[Items from a dataset]
:::::
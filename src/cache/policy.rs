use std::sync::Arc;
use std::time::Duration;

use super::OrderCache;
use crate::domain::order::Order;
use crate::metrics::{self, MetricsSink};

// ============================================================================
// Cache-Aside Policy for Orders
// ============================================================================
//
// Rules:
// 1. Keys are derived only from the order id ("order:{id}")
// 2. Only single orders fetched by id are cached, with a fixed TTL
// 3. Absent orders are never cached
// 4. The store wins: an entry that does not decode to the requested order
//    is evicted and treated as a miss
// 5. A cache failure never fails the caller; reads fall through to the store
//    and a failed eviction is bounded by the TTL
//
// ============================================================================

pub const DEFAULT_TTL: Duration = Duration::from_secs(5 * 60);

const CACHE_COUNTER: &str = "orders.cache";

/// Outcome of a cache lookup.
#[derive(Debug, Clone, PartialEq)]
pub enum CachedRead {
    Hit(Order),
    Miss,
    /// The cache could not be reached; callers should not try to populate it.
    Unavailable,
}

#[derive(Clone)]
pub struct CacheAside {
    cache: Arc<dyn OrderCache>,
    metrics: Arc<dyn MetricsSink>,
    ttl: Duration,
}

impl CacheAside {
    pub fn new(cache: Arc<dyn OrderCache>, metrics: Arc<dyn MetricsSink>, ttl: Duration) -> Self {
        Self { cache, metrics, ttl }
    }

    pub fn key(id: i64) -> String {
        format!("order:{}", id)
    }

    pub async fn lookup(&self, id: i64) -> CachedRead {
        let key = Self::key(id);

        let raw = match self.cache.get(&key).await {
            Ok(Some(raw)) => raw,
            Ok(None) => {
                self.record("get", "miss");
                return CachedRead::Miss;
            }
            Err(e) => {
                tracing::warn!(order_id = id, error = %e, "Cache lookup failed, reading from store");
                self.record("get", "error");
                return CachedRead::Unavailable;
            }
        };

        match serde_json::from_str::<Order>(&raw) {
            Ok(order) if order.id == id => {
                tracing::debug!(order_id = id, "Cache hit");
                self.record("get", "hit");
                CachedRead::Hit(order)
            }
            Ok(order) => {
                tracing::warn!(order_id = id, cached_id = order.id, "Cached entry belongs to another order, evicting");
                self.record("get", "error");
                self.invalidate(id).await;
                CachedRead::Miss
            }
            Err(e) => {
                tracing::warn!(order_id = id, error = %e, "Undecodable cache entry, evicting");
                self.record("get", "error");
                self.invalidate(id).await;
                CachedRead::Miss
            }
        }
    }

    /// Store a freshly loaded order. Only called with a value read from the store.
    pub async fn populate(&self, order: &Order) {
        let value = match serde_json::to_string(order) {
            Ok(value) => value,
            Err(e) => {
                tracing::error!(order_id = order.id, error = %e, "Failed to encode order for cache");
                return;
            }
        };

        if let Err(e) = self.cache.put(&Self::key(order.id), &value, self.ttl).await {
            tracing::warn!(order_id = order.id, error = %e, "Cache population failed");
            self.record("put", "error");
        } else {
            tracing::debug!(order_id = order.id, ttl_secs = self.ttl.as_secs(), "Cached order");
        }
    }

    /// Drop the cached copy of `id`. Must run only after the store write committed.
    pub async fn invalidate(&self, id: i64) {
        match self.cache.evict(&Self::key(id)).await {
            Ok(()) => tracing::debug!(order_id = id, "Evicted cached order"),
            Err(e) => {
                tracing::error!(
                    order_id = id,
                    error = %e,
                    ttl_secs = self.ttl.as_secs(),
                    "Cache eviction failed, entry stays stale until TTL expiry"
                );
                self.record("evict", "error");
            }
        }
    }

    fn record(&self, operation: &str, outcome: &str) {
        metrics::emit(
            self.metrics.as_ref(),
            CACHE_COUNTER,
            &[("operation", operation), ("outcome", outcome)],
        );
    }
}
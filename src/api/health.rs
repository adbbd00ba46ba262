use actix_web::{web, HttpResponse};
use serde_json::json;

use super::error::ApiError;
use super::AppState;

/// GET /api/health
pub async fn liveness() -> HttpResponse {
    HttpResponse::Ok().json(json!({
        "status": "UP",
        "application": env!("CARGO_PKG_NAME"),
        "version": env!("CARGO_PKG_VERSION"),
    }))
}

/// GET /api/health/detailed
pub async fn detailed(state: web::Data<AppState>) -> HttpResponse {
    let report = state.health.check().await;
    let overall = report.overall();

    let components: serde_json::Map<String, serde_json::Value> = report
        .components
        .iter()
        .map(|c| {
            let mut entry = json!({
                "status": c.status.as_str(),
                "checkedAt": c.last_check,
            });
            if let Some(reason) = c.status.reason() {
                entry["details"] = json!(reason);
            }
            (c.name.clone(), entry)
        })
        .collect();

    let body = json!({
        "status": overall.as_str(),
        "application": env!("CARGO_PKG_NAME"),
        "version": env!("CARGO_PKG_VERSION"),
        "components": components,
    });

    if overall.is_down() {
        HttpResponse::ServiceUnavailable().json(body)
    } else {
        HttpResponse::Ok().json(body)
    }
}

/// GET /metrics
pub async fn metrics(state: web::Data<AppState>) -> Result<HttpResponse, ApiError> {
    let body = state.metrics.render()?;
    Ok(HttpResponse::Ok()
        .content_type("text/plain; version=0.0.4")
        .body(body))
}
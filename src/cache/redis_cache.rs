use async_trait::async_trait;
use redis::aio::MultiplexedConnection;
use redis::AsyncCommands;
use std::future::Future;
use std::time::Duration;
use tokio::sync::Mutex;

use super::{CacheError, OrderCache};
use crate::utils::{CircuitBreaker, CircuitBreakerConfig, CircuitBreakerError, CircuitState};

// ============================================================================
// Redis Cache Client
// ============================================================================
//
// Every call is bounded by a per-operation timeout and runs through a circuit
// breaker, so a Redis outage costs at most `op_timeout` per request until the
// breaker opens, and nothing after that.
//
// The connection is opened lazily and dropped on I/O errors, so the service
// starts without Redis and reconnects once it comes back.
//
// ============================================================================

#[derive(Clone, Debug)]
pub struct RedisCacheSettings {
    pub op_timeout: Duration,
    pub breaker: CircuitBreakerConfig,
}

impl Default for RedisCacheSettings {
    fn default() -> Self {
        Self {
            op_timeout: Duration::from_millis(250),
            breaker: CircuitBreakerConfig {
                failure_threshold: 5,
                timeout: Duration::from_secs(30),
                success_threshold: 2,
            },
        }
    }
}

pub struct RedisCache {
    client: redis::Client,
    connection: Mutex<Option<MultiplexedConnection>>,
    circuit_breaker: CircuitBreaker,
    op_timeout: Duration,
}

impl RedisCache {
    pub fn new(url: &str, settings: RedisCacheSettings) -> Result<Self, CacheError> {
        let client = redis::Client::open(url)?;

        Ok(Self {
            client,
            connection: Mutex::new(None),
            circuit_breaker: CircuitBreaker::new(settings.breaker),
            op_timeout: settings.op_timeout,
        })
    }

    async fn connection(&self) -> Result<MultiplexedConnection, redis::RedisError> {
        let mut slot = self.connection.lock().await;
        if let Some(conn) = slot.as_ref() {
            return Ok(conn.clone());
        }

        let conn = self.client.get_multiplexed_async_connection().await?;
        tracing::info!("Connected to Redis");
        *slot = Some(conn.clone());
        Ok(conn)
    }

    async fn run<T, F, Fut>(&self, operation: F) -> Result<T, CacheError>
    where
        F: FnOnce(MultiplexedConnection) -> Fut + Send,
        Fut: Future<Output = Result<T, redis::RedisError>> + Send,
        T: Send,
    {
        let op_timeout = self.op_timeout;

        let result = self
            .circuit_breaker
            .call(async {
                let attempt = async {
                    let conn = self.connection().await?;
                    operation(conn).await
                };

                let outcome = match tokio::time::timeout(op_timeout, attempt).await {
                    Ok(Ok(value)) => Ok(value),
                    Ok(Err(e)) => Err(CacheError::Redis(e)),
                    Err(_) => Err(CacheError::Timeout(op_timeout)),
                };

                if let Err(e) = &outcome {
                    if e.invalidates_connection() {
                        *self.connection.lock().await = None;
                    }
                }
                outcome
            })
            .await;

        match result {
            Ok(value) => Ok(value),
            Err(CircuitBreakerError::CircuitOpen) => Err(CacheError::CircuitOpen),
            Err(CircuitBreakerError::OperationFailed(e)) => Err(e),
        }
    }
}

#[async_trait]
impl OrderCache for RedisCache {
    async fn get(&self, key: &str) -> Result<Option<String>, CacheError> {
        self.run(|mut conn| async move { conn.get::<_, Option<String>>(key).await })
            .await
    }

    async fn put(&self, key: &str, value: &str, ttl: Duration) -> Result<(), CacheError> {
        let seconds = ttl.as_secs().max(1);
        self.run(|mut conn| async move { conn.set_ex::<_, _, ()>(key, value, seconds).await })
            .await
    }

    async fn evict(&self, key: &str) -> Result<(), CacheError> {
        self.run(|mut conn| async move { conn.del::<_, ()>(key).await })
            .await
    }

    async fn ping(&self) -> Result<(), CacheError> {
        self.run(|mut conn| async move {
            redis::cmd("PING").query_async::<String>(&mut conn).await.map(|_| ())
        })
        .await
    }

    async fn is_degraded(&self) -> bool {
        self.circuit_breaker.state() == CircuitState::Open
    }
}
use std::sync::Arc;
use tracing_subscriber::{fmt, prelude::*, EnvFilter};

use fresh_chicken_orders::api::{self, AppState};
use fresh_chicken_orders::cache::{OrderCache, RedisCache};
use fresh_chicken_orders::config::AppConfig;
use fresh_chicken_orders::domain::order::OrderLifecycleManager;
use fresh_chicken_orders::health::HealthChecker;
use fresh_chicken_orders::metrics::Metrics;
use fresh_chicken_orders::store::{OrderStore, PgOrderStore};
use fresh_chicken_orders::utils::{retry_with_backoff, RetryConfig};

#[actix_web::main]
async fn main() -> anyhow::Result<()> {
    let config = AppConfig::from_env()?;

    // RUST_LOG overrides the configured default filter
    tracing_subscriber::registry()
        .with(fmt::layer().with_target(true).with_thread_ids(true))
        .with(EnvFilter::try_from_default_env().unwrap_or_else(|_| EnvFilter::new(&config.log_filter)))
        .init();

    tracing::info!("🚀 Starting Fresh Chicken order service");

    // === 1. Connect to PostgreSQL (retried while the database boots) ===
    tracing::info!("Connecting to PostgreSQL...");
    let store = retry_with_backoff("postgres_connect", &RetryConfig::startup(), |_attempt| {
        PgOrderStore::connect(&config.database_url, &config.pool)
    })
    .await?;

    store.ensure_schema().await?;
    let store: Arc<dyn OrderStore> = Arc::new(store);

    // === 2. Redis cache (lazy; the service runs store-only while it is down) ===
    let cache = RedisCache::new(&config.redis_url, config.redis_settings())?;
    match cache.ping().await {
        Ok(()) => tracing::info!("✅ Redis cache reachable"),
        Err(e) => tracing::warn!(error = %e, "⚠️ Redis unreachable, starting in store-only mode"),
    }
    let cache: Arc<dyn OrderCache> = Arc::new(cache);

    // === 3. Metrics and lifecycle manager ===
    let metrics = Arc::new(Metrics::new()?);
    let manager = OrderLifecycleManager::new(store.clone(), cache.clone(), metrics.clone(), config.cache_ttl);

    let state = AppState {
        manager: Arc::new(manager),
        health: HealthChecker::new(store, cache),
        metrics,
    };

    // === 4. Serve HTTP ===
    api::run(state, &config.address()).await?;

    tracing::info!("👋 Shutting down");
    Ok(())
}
:::::
■ WORK TO BE COMPLETED
Set down exactly the lines that begin the records and continue through the line bearing "a fixed TTL"; include both ends.

■ SOLVED EXERCISE
filename src/cache/policy.rs
use std::sync::Arc;
use std::time::Duration;

use super::OrderCache;
use crate::domain::order::Order;
use crate::metrics::{self, MetricsSink};

// ============================================================================
// Cache-Aside Policy for Orders
// ============================================================================
//
// Rules:
// 1. Keys are derived only from the order id ("order:{id}")
// 2. Only single orders fetched by id are cached, with a fixed TTL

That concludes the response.